▶ [Assignment]:
Repeat, line for line, the entries printed below.

▶ [Source data]:
# # # # # # #

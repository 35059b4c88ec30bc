use scope_chart::core::{SCOPE_PRECISION, Scope};

#[test]
fn full_scope_is_the_default() {
    assert_eq!(Scope::default(), Scope::FULL);
    assert_eq!(Scope::FULL.length(), 1.0);
}

#[test]
fn gesture_noise_below_precision_collapses_to_one_scope() {
    let a = Scope::new(0.300_01, 0.700_04);
    let b = Scope::new(0.299_996, 0.699_999);
    assert_eq!(a, b);
}

#[test]
fn absolute_position_maps_widget_fraction_into_series_space() {
    let scope = Scope::new(0.7, 1.0);
    assert!((scope.absolute_position(0.0) - 0.7).abs() <= 1e-12);
    assert!((scope.absolute_position(0.5) - 0.85).abs() <= 1e-12);
    assert!((scope.absolute_position(1.0) - 1.0).abs() <= 1e-12);
}

#[test]
fn precision_constant_matches_rounding_unit() {
    let scope = Scope::new(SCOPE_PRECISION * 0.4, SCOPE_PRECISION * 1.6);
    assert_eq!(scope.from(), 0.0);
    assert_eq!(scope.to(), 2.0 * SCOPE_PRECISION);
}
use tracing::debug;

use crate::core::Scope;
use crate::extensions::ChartEvent;
use crate::interaction::GestureInput;
use crate::render::Renderer;

use super::ChartEngine;

impl<R: Renderer> ChartEngine<R> {
    /// Feeds one history strip gesture sample.
    ///
    /// `input.x` is normalized to the strip width. Returns the applied scope
    /// when the range window moved.
    pub fn handle_history_gesture(&mut self, input: GestureInput) -> Option<Scope> {
        let track_width_px = f64::from(self.config.history_viewport.width);
        let scope = self.range_selector.handle_gesture(input, track_width_px)?;
        self.apply_scope(scope);
        Some(scope)
    }

    pub(super) fn apply_scope(&mut self, scope: Scope) {
        if scope == self.main.scope() {
            return;
        }
        let update = self
            .main
            .set_scope(scope, self.config.animation_duration_seconds);
        debug!(
            from = scope.from(),
            to = scope.to(),
            levels_recomputed = update.levels_recomputed,
            level_animation = update.level_animation_started,
            "scope changed"
        );
        self.emit(ChartEvent::ScopeChanged {
            from: scope.from(),
            to: scope.to(),
        });
        self.emit_levels_recomputed(update);
    }
}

# # # # # # #

▶ [Written solution]:
repository 35059b4c88ec30bc
use scope_chart::core::{SCOPE_PRECISION, Scope};

#[test]
fn full_scope_is_the_default() {
    assert_eq!(Scope::default(), Scope::FULL);
    assert_eq!(Scope::FULL.length(), 1.0);
}

#[test]
fn gesture_noise_below_precision_collapses_to_one_scope() {
    let a = Scope::new(0.300_01, 0.700_04);
    let b = Scope::new(0.299_996, 0.699_999);
    assert_eq!(a, b);
}

#[test]
fn absolute_position_maps_widget_fraction_into_series_space() {
    let scope = Scope::new(0.7, 1.0);
    assert!((scope.absolute_position(0.0) - 0.7).abs() <= 1e-12);
    assert!((scope.absolute_position(0.5) - 0.85).abs() <= 1e-12);
    assert!((scope.absolute_position(1.0) - 1.0).abs() <= 1e-12);
}

#[test]
fn precision_constant_matches_rounding_unit() {
    let scope = Scope::new(SCOPE_PRECISION * 0.4, SCOPE_PRECISION * 1.6);
    assert_eq!(scope.from(), 0.0);
    assert_eq!(scope.to(), 2.0 * SCOPE_PRECISION);
}
use tracing::debug;

use crate::core::Scope;
use crate::extensions::ChartEvent;
use crate::interaction::GestureInput;
use crate::render::Renderer;

use super::ChartEngine;

impl<R: Renderer> ChartEngine<R> {
    /// Feeds one history strip gesture sample.
    ///
    /// `input.x` is normalized to the strip width. Returns the applied scope
    /// when the range window moved.
    pub fn handle_history_gesture(&mut self, input: GestureInput) -> Option<Scope> {
        let track_width_px = f64::from(self.config.history_viewport.width);
        let scope = self.range_selector.handle_gesture(input, track_width_px)?;
        self.apply_scope(scope);
        Some(scope)
    }

    pub(super) fn apply_scope(&mut self, scope: Scope) {
        if scope == self.main.scope() {
            return;
        }
        let update = self
            .main
            .set_scope(scope, self.config.animation_duration_seconds);
        debug!(
            from = scope.from(),
            to = scope.to(),
            levels_recomputed = update.levels_recomputed,
            level_animation = update.level_animation_started,
            "scope changed"
        );
        self.emit(ChartEvent::ScopeChanged {
            from: scope.from(),
            to: scope.to(),
        });
        self.emit_levels_recomputed(update);
    }
}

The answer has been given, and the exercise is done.